In the last twelve months, the regulator approved three more drugs from the Seagen portfolio for broader use, non-COVID revenue grew six percent year-on-year, and the company just gained a promising obesity platform in the form of Metsera. On top of that, the dividend yield exceeds 7%, and the company has paid a quarterly dividend continuously since 1937. Yet the stock trades at levels where it stood a year ago, at a single-digit earnings multiple, and with a valuation as if it were a company without a future, rather than a giant that is just opening two new growth pillars.

Key points

  • The stock has fallen by two-thirds, yet non-COVID revenue still grew by 6% last year.

  • Patent expirations will cost Pfizer up to $18 billion in revenue by 2028.

  • The company paid a combined nearly $48 billion for the Seagen and Metsera acquisitions.

  • The 1937 dividend exceeded free cash flow for the first time in 2025.

  • A reverse DCF model suggests up to 70% upside potential upon a return to historical valuation.

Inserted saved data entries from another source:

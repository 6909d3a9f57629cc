//! Handlers for the two-step signup flow.
//!
//! Step 1 (`submit_email`) validates the email, creates a session, and
//! answers with the session ID the client must carry into step 2.
//! Step 2 (`choose_discount`) records the discount decision, persists
//! the lead, and fires the confirmation notifications. Submission
//! failures leave the session at the discount choice so the client can
//! retry.

use axum::extract::{Path, State};
use axum::http::StatusCode;
use axum::response::IntoResponse;
use axum::Json;
use serde::{Deserialize, Serialize};
use uuid::Uuid;

use turnio_core::signup::{LeadProfile, SignupSession, SignupWorkflow};

use crate::error::{AppError, AppResult};
use crate::response::DataResponse;
use crate::state::AppState;

// ---------------------------------------------------------------------------
// POST /signup/email
// ---------------------------------------------------------------------------

/// Step-1 request body.
#[derive(Debug, Deserialize)]
pub struct SubmitEmailRequest {
    pub email: String,
    pub name: Option<String>,
    pub profession: Option<String>,
    pub preferred_plan: Option<String>,
}

/// Step-1 response payload.
#[derive(Debug, Serialize)]
pub struct SubmitEmailResponse {
    pub session_id: Uuid,
    /// The normalized (trimmed, lowercased) email that was recorded.
    pub email: String,
}

/// Submit an email address and open a signup session.
pub async fn submit_email(
    State(state): State<AppState>,
    Json(input): Json<SubmitEmailRequest>,
) -> AppResult<impl IntoResponse> {
    let mut session = SignupSession::new();
    let profile = LeadProfile {
        name: input.name,
        profession: input.profession,
        preferred_plan: input.preferred_plan,
    };

    let email = SignupWorkflow::new(
        &mut session,
        state.store.as_ref(),
        state.dispatcher.as_ref(),
        &state.config.flow,
    )
    .submit_email(&input.email, profile)
    .await?;

    let session_id = state.sessions.insert(session);

    tracing::info!(%session_id, email = %email, "Signup session opened");

    Ok((
        StatusCode::CREATED,
        Json(DataResponse {
            data: SubmitEmailResponse { session_id, email },
        }),
    ))
}

// ---------------------------------------------------------------------------
// POST /signup/:session_id/discount
// ---------------------------------------------------------------------------

/// Step-2 request body.
#[derive(Debug, Deserialize)]
pub struct DiscountChoiceRequest {
    pub wants_discount: bool,
}

/// Step-2 response payload.
#[derive(Debug, Serialize)]
pub struct DiscountChoiceResponse {
    /// The issued promo code; present iff the lead opted in.
    pub promo_code: Option<String>,
}

/// Record the discount decision and complete the signup.
pub async fn choose_discount(
    State(state): State<AppState>,
    Path(session_id): Path<Uuid>,
    Json(input): Json<DiscountChoiceRequest>,
) -> AppResult<impl IntoResponse> {
    let mut session = state
        .sessions
        .get(&session_id)
        .ok_or_else(|| AppError::NotFound(format!("signup session {session_id} not found")))?;

    let result = SignupWorkflow::new(
        &mut session,
        state.store.as_ref(),
        state.dispatcher.as_ref(),
        &state.config.flow,
    )
    .choose_discount(input.wants_discount)
    .await;

    // Whatever the outcome, keep the session's (possibly unchanged)
    // state so a failed submission stays retryable.
    state.sessions.update(&session_id, session);

    let outcome = result?;

    Ok(Json(DataResponse {
        data: DiscountChoiceResponse {
            promo_code: outcome.promo_code,
        },
    }))
}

Pfizer $PFE is one of the most discussed large pharma names today, but for a different reason than in 2021 and 2022. The stock trades around $24, two-thirds below its pandemic fever peak, yet the dividend yield exceeds seven percent, and the valuation sits at a single-digit forward P/E. The market is pricing the stock as if the company were in permanent structural decline. The question is whether this discount is justified, or whether the market underestimates Pfizer’s ability to replace fading revenues with new products from oncology and metabolic diseases. The answer lies in what the actual contribution of the COVID era was to today’s revenue base, how deep the patent cliff will be between 2026 and 2030, whether the $43 billion Seagen acquisition was worth it, and whether the dividend that the company has paid continuously since 1937 will survive under realistic cash flow scenarios.

What the market is currently pricing in

Pfizer today stands at a crossroads between two opposing narratives: a huge, stable pharmaceutical company with one of the longest dividend records in the industry on one hand, and a company facing a multi-year revenue decline due to patent expirations on the other. The question for investors is which of these narratives is already priced into the stock and which is not.

The consensus of 29 analysts surveyed by S&P Global rates the stock a "BUY" with the following parameters:

  • Average price target: $29.15 (upside of just under 20%)

  • Estimate range: $24.00 to $36.00

  • Forward P/E: 8.5 to 9x earnings

Such a wide range of estimates signals deep disagreement among analysts about how quickly the company can replace lost revenues.

A low forward P/E does not by itself indicate undervaluation. The market typically assigns a low multiple to companies where it expects earnings to decline, and that is exactly the scenario Pfizer now faces. The stock price therefore already largely reflects expectations of a multi-year revenue decline due to patent expirations.

The key investment question, therefore, is not whether revenues will fall – because that is certain – but whether they will fall less than the market expects, and how quickly the company can return to growth after 2028.